TASK DATA:

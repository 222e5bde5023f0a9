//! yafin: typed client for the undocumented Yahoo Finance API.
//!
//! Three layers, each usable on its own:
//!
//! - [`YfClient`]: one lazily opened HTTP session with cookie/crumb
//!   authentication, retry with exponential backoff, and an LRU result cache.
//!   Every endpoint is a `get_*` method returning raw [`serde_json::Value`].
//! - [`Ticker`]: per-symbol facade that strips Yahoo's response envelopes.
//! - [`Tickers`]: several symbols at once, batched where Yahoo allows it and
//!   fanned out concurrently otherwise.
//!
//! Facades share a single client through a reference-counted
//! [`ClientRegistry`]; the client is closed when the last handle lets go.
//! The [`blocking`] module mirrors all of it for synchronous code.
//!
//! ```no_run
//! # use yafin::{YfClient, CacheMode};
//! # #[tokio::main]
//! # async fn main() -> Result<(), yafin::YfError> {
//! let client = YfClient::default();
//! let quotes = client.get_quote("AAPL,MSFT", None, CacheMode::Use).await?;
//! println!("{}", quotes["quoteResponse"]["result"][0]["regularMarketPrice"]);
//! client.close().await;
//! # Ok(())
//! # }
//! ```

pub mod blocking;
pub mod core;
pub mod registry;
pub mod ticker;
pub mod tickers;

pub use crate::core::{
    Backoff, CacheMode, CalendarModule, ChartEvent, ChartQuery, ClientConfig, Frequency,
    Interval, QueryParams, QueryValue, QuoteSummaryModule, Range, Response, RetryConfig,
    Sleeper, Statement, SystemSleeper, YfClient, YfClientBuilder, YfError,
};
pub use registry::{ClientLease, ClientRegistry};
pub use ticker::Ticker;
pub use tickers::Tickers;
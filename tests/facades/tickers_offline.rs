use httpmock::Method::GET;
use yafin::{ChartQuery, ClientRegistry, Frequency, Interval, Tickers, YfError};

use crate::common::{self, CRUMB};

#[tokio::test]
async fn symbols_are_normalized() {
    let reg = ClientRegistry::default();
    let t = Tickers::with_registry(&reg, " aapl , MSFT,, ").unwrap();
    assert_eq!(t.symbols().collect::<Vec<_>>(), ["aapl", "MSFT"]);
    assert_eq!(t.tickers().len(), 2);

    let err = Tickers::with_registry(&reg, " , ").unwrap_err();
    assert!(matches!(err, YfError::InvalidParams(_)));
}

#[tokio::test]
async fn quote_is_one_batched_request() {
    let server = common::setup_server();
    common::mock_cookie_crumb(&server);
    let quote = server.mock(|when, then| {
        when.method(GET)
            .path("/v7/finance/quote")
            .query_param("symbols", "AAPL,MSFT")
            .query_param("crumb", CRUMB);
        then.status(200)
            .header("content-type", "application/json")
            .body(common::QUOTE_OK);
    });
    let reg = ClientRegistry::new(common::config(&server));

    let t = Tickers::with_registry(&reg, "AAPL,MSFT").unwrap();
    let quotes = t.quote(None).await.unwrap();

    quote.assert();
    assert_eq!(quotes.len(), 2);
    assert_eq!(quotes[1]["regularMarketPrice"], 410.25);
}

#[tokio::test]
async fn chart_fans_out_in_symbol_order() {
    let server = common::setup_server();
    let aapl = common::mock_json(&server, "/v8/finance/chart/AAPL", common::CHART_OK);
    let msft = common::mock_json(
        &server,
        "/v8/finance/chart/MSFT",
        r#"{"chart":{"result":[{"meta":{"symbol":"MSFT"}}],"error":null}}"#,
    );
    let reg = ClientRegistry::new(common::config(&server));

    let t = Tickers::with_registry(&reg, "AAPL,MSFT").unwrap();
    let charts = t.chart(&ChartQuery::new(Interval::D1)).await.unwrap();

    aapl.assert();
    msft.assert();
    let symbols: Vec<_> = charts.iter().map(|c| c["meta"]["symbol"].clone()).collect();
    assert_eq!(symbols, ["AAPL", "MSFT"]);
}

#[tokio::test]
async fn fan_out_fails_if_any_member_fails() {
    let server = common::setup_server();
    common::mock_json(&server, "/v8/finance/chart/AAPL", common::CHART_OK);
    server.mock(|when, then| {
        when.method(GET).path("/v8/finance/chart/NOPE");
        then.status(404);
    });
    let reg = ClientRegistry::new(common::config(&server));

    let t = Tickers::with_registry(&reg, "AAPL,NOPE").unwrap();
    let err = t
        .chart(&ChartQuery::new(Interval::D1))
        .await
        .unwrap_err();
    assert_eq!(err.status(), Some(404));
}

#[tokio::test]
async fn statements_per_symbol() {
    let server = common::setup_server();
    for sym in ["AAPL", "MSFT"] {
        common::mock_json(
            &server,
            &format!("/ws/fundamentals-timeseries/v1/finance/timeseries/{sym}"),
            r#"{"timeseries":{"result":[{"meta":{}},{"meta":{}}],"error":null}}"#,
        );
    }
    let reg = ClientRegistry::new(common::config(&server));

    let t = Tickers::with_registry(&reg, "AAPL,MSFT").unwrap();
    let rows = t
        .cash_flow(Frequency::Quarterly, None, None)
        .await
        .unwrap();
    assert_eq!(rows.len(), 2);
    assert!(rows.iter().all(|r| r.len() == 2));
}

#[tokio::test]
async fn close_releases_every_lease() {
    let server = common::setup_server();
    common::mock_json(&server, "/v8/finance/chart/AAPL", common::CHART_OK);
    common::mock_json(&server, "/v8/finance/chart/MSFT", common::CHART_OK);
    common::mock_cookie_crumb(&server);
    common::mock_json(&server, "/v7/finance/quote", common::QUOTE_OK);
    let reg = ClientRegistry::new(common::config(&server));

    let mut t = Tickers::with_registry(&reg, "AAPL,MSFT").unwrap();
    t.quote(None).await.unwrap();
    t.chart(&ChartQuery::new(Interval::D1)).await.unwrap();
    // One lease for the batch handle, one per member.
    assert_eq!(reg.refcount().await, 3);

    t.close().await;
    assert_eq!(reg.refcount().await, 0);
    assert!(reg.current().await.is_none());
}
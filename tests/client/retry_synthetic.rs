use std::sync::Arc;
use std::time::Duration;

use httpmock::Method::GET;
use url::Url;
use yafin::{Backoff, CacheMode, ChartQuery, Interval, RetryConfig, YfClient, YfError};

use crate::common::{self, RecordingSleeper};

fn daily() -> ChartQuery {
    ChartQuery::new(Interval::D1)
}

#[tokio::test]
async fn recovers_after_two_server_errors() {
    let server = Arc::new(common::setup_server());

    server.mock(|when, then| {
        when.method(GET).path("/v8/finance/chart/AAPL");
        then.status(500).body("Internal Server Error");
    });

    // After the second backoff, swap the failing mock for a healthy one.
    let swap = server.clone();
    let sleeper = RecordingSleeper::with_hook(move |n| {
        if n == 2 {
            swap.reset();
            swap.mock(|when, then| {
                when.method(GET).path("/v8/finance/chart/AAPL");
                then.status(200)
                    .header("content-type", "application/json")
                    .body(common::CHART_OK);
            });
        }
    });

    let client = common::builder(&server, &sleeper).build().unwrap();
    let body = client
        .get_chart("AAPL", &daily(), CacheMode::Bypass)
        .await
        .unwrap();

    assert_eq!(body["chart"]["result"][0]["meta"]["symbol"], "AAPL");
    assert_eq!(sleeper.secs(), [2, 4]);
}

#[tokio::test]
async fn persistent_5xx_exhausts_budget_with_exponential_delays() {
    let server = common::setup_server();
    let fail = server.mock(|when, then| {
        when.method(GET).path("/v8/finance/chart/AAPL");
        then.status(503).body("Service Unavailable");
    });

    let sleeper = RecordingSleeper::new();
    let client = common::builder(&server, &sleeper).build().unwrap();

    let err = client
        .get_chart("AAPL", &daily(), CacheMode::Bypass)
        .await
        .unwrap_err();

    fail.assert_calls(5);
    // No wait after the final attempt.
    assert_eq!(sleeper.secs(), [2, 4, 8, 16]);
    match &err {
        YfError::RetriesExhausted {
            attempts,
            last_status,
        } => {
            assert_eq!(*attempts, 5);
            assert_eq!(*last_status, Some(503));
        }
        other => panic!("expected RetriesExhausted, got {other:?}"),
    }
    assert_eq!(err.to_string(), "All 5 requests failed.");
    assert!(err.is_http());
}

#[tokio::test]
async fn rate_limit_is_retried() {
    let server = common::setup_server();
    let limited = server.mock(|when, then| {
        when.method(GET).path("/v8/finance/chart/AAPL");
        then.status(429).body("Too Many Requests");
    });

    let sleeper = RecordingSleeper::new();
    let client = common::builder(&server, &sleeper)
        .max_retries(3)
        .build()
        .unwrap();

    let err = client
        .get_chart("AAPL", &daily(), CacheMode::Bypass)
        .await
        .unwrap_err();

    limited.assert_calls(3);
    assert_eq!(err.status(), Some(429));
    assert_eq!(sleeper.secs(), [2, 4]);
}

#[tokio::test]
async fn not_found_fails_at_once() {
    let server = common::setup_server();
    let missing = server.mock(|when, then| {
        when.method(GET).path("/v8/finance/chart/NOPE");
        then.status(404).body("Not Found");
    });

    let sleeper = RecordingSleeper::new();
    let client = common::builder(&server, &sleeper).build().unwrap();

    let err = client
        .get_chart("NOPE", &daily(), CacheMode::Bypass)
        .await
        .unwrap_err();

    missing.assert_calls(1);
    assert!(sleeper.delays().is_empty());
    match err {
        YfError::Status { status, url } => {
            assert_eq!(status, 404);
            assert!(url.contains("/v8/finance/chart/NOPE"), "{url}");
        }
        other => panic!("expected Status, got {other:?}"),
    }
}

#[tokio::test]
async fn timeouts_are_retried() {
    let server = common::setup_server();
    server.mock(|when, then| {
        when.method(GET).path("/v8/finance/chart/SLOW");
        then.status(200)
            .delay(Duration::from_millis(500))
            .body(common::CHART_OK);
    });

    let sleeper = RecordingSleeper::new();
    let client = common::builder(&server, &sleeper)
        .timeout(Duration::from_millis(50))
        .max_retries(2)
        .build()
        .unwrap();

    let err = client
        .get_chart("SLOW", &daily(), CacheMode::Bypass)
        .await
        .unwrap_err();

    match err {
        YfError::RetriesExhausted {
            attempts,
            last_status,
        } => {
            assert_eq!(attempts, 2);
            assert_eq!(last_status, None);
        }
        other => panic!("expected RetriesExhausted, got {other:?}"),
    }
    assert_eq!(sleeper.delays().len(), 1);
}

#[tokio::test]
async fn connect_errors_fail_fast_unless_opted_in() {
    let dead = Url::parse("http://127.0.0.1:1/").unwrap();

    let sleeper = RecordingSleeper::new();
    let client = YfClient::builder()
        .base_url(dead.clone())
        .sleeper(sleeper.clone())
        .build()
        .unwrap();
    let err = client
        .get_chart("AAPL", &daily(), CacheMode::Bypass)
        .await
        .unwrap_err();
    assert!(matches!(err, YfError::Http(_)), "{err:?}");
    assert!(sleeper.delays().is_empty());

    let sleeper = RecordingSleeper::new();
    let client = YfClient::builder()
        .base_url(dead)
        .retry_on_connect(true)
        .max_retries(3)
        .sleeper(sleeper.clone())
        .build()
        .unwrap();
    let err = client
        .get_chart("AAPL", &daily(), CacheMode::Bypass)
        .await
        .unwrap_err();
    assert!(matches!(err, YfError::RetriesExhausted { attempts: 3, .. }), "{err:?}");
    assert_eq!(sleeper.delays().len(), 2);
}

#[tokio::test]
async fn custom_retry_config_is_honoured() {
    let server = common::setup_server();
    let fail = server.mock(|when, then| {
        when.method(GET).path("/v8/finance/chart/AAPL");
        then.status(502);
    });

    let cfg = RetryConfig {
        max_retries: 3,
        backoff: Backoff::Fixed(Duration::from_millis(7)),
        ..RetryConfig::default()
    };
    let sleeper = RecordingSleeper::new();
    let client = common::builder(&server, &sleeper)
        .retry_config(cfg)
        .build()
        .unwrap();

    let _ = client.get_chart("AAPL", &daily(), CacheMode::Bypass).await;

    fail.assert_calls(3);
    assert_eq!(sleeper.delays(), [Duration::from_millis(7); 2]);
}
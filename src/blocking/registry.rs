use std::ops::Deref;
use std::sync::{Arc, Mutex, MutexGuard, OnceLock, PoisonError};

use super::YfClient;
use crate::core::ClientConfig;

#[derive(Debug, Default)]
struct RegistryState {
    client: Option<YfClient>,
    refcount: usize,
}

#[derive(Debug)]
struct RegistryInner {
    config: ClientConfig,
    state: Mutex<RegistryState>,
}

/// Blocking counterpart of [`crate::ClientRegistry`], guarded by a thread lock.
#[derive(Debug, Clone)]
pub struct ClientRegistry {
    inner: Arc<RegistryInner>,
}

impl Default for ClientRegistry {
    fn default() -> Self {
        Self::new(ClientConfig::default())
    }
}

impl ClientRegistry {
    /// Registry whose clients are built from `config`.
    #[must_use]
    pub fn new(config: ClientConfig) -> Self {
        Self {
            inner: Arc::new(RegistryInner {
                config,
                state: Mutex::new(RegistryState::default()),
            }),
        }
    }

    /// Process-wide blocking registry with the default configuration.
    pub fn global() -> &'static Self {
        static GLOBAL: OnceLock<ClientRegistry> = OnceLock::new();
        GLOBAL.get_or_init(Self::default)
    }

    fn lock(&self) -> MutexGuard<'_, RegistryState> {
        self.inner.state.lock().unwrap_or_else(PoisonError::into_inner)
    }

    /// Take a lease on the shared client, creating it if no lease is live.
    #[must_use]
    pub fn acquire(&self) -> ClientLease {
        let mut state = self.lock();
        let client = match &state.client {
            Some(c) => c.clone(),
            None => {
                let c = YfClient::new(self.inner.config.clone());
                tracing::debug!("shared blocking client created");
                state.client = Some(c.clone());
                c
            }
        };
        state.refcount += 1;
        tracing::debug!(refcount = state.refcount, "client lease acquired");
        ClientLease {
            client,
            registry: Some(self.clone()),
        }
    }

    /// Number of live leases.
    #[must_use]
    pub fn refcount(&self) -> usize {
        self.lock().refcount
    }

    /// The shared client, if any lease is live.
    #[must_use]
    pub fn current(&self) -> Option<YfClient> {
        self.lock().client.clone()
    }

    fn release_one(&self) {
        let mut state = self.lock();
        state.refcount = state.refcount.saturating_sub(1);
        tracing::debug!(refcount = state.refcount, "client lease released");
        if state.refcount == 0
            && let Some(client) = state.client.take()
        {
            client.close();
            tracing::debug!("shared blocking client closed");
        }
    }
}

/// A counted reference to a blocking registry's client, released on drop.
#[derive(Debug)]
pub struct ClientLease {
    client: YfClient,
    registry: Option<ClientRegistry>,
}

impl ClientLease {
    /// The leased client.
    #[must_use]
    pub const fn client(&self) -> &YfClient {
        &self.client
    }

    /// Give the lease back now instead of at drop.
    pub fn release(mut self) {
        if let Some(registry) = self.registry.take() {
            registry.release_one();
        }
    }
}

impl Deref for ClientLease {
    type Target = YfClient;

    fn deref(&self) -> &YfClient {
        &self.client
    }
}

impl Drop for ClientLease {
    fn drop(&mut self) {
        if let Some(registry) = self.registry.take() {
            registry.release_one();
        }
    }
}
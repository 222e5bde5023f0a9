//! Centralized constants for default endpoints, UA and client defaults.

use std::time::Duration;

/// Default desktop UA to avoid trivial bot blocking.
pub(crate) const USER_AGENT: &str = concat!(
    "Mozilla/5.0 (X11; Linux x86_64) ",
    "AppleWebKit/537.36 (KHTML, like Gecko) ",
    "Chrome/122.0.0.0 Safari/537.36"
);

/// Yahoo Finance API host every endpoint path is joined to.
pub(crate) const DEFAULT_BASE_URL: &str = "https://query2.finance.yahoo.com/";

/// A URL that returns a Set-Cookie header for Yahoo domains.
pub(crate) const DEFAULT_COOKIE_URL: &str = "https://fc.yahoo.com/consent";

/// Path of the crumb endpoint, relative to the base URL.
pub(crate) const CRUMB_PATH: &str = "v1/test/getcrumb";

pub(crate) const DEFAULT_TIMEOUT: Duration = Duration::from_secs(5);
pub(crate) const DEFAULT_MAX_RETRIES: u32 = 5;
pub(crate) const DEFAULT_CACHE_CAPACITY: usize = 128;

PROBLEM DESCRIPTION: From the data above, count the lines that hold the string "limited". Reply with only that number.

TASK SOLUTION: 2